▶ WORK ITEM
When "ConfigParseError" occurs in a line of the material, copy that line.

───── INFORMATION SUPPLIED ─────

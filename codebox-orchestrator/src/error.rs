use thiserror::Error;

pub type Result<T> = std::result::Result<T, OrchestratorError>;

#[derive(Error, Debug)]
pub enum OrchestratorError {
    #[error("Database error: {0}")]
    Database(#[from] sqlx::Error),

    #[error("Migration error: {0}")]
    Migration(#[from] sqlx::migrate::MigrateError),

    #[error("Not found: {0}")]
    NotFound(String),

    #[error("Invalid input: {0}")]
    InvalidInput(String),

    #[error("Invalid state: {0}")]
    InvalidState(String),

    #[error("Invalid value '{value}' for field '{field}'")]
    InvalidField { field: &'static str, value: String },

    #[error(transparent)]
    Config(#[from] codebox_config::ConfigError),

    #[error("Container runtime error: {0}")]
    Runtime(#[from] codebox_runtime::RuntimeError),

    #[error("Serialization error: {0}")]
    Serialization(#[from] serde_json::Error),

    #[error("IO error: {0}")]
    Io(#[from] std::io::Error),

    #[error("Internal error: {0}")]
    Internal(String),
}

impl OrchestratorError {
    pub(crate) fn invalid_field(field: &'static str, value: impl ToString) -> Self {
        OrchestratorError::InvalidField {
            field,
            value: value.to_string(),
        }
    }
}

impl From<codebox_config::ConfigParseError> for OrchestratorError {
    fn from(e: codebox_config::ConfigParseError) -> Self {
        OrchestratorError::Config(e.into())
    }
}

impl From<tokio::task::JoinError> for OrchestratorError {
    fn from(e: tokio::task::JoinError) -> Self {
        OrchestratorError::Internal(format!("worker task failed: {e}"))
    }
}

─────

▶ RESULT FOR THIS EXERCISE
impl From<codebox_config::ConfigParseError> for OrchestratorError {
    fn from(e: codebox_config::ConfigParseError) -> Self {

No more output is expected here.